Following the tenets of New Urbanism, the WILLINGBORO TOWN CENTER project dissected a former shopping mall site with a grid of streets, green spaces, structures and public facilities. Buildings from the 1959-1998 mall are surrounded in blue. A small amphitheater, at the epicenter, is rarely used and an adjacent fountain was not connected to a water line, due to cost-cutting measures.
Original photo from

Burlington Pike / US 130 and Levittown Parkway
Burlington County (Willingboro Township), New Jersey

For the final Stateside Levittown project, William Levitt acquired 4,900 acres in the New Jersey hinterlands northeast of Philadelphia. In fact, the entirety of Burlington County's Willingboro Township was purchased in 1955, with some 15,000 Levitt & Sons homes plotted. 12,000 would be built.

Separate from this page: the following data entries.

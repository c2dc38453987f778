use std::collections::VecDeque;
use std::sync::{Arc, Mutex};

use tokio::sync::Notify;
use uuid::Uuid;

use crate::broker::Broker;
use crate::broker::event::Event;
use crate::broker::topic::Topic;

pub type SubscriberId = Uuid;

/// Per-subscriber delivery queue with a bounded buffer.
///
/// The publisher pushes without ever waiting on the consumer: when the buffer
/// is full the oldest buffered event is dropped to make room. The consumer
/// side suspends on `recv` until an event arrives or the inbox is closed.
#[derive(Debug)]
pub(crate) struct Inbox {
    state: Mutex<InboxState>,
    notify: Notify,
    capacity: usize,
}

#[derive(Debug)]
struct InboxState {
    queue: VecDeque<Event>,
    closed: bool,
}

impl Inbox {
    pub(crate) fn new(capacity: usize) -> Self {
        Self {
            state: Mutex::new(InboxState {
                queue: VecDeque::new(),
                closed: false,
            }),
            notify: Notify::new(),
            capacity: capacity.max(1),
        }
    }

    /// Enqueues an event, dropping the oldest buffered one when full.
    /// Pushing to a closed inbox is a silent no-op.
    pub(crate) fn push(&self, event: Event) {
        let mut state = self.state.lock().unwrap();
        if state.closed {
            return;
        }
        if state.queue.len() == self.capacity {
            state.queue.pop_front();
            tracing::debug!(capacity = self.capacity, "inbox full, dropped oldest event");
        }
        state.queue.push_back(event);
        drop(state);
        self.notify.notify_one();
    }

    /// Closes the inbox: undelivered events are discarded and `recv` returns
    /// `None` from here on. Closing twice is harmless.
    pub(crate) fn close(&self) {
        let mut state = self.state.lock().unwrap();
        state.closed = true;
        state.queue.clear();
        drop(state);
        self.notify.notify_one();
    }

    pub(crate) async fn recv(&self) -> Option<Event> {
        loop {
            {
                let mut state = self.state.lock().unwrap();
                if let Some(event) = state.queue.pop_front() {
                    return Some(event);
                }
                if state.closed {
                    return None;
                }
            }
            // notify_one stores a permit when no one is waiting, so a push
            // between the check above and this await is not lost.
            self.notify.notified().await;
        }
    }

    pub(crate) fn try_recv(&self) -> Option<Event> {
        self.state.lock().unwrap().queue.pop_front()
    }
}

/// One live subscription: a lazy stream of the events published to its topic
/// from the moment of registration onward.
///
/// The stream ends (yields `None`) when the subscription is unsubscribed.
/// Dropping a `Subscription` unsubscribes it, so an abandoned consumer never
/// leaves a dead registration behind in the broker.
#[derive(Debug)]
pub struct Subscription {
    id: SubscriberId,
    topic: Topic,
    inbox: Arc<Inbox>,
    broker: Broker,
}

impl Subscription {
    pub(crate) fn new(id: SubscriberId, topic: Topic, inbox: Arc<Inbox>, broker: Broker) -> Self {
        Self {
            id,
            topic,
            inbox,
            broker,
        }
    }

    pub fn id(&self) -> SubscriberId {
        self.id
    }

    pub fn topic(&self) -> &Topic {
        &self.topic
    }

    /// Waits for the next event. Returns `None` once the subscription has
    /// been cancelled. Holds no lock while suspended.
    pub async fn recv(&mut self) -> Option<Event> {
        self.inbox.recv().await
    }

    /// Returns a buffered event without waiting, or `None` if none is queued.
    pub fn try_recv(&mut self) -> Option<Event> {
        self.inbox.try_recv()
    }
}

impl Drop for Subscription {
    fn drop(&mut self) {
        self.broker.unsubscribe(self.id);
    }
}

The previous Levittown planned communities in New York (1947-1951) and Pennsylvania (1952-1957) were spread over several municipalities. Levittown New Jersey would be the only one of three "Lower 48" Levittowns that was an incorporated entity.

Construction commenced on the Levittown New Jersey project in early 1958, with the first residents moving in in October. A referendum held on November 3, 1959 officially changed the name of Willingboro Township to Levittown Township. However, a second referendum, held on November 5, 1963, reinstated the original name...much to William Levitt's chagrin.

As with the second Levittown in Pennsylvania, a major regional shopping complex would be built to serve as Levittown New Jersey's defacto downtown. Fifty-six acres, situated 14.7 miles northeast of Philadelphia's Center City, were sectioned off. Building was underway by late 1958, with the initial section of stores at LEVITTOWN PLAZA open for business by November 1959.

Phase One of the open-air shopping hub encompassed approximately 125,900 leasable square feet. Included were a 1-level (43,300 square foot) F.W. Woolworth 5 & 10, 1-level (35,000 square foot) Food Fair supermarket, Penn Fruit supermarket and subterranean Levittown Plaza Lanes bowling alley.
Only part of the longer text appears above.